**Provided data:**
^^^^
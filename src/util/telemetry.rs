//! Telemetry helpers for structured logging and tracing.

use tracing_subscriber::EnvFilter;

/// Filter used when `RUST_LOG` is unset or invalid.
pub const DEFAULT_LOG_FILTER: &str = "info";

/// Initialize tracing/telemetry. Users can install their own subscriber; this
/// helper installs a default env-based subscriber if none is set.
pub fn init_tracing() {
    if tracing::dispatcher::has_been_set() {
        return;
    }
    let filter = EnvFilter::try_from_default_env()
        .unwrap_or_else(|_| EnvFilter::new(DEFAULT_LOG_FILTER));
    let _ = tracing_subscriber::fmt().with_env_filter(filter).try_init();
}
//! Configuration models for the pool and the converter.

pub mod pool;

pub use pool::{parse_delimiter, ConverterConfig, WorkPoolConfig};
//! Task handle stored in the queue.

use std::fmt;
use std::sync::Arc;

/// Identifier assigned to a task by the pool that accepted it.
pub type TaskId = u64;

/// An opaque, argument-less unit of work.
///
/// Cloning a `Task` clones the handle, not the closure, so the snapshots
/// returned by [`TaskQueue::snapshot`](super::TaskQueue::snapshot) share the
/// underlying work with the queue but not its ordering.
#[derive(Clone)]
pub struct Task {
    id: TaskId,
    work: Arc<dyn Fn() + Send + Sync + 'static>,
}

impl Task {
    /// Wrap a closure under the given identifier.
    pub fn new<F>(id: TaskId, work: F) -> Self
    where
        F: Fn() + Send + Sync + 'static,
    {
        Self {
            id,
            work: Arc::new(work),
        }
    }

    /// Identifier assigned at insertion.
    #[must_use]
    pub const fn id(&self) -> TaskId {
        self.id
    }

    /// Execute the task on the current thread.
    pub fn run(&self) {
        (self.work)();
    }
}

impl fmt::Debug for Task {
    fn fmt(&self, f: &mut fmt::Formatter<'_>) -> fmt::Result {
        f.debug_struct("Task").field("id", &self.id).finish_non_exhaustive()
    }
}
//! # workpool
//!
//! A bounded-concurrency work pool with an editable task queue.
//!
//! Tasks are argument-less closures queued in a [`TaskQueue`](crate::core::TaskQueue)
//! that callers can append to, insert into at any position, list, and remove
//! from, before and during execution. [`WorkPool::run_and_wait`] drains the
//! queue on the calling thread, running at most `max_workers` tasks at once on
//! dedicated OS threads, and returns only when the queue is empty and every
//! admitted task has returned, including tasks queued while draining.
//!
//! ## Key Features
//!
//! - **Position-addressable queue**: negative positions insert at the front,
//!   positions past the end append
//! - **Bounded admission**: the dispatch loop blocks when all slots are busy;
//!   inserts never do
//! - **Re-entrant submission**: running tasks can queue more work on the same
//!   pool and the current drain picks it up
//! - **Fault propagation**: a panicking task fails the whole `run_and_wait`
//!   once the pool is quiescent
//!
//! ```rust
//! use workpool::WorkPool;
//!
//! let pool = WorkPool::new(3).unwrap();
//! let child = pool.clone();
//! pool.insert(move || {
//!     child.insert(|| println!("queued from inside a task"));
//! });
//! pool.insert_at(|| println!("runs first"), -1);
//! pool.run_and_wait();
//! assert!(pool.is_empty());
//! ```
//!
//! The [`convert`] module is a complete client: it converts a directory of CSV
//! files to JSON with one pool task per file, and backs the `csv2json` binary.

#![deny(missing_docs)]
#![deny(unsafe_code)]
#![warn(clippy::all)]
#![warn(clippy::pedantic)]
#![warn(clippy::nursery)]

/// Task queue, admission accounting, and the pool dispatcher.
pub mod core;
/// Configuration models for the pool and the converter.
pub mod config;
/// CSV-to-JSON directory converter.
pub mod convert;
/// Shared utilities.
pub mod util;

pub use crate::core::{PoolError, PoolPhase, PoolStats, Task, TaskId, TaskQueue, WorkPool};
^^^^
**Aim of the exercise:** Please reproduce exactly the lines in the listing above from the one containing "#![deny(unsafe_code)]" through the one containing "pub mod util;", both included, and nothing more.

**Answer:**
#![deny(unsafe_code)]
#![warn(clippy::all)]
#![warn(clippy::pedantic)]
#![warn(clippy::nursery)]

/// Task queue, admission accounting, and the pool dispatcher.
pub mod core;
/// Configuration models for the pool and the converter.
pub mod config;
/// CSV-to-JSON directory converter.
pub mod convert;
/// Shared utilities.
pub mod util;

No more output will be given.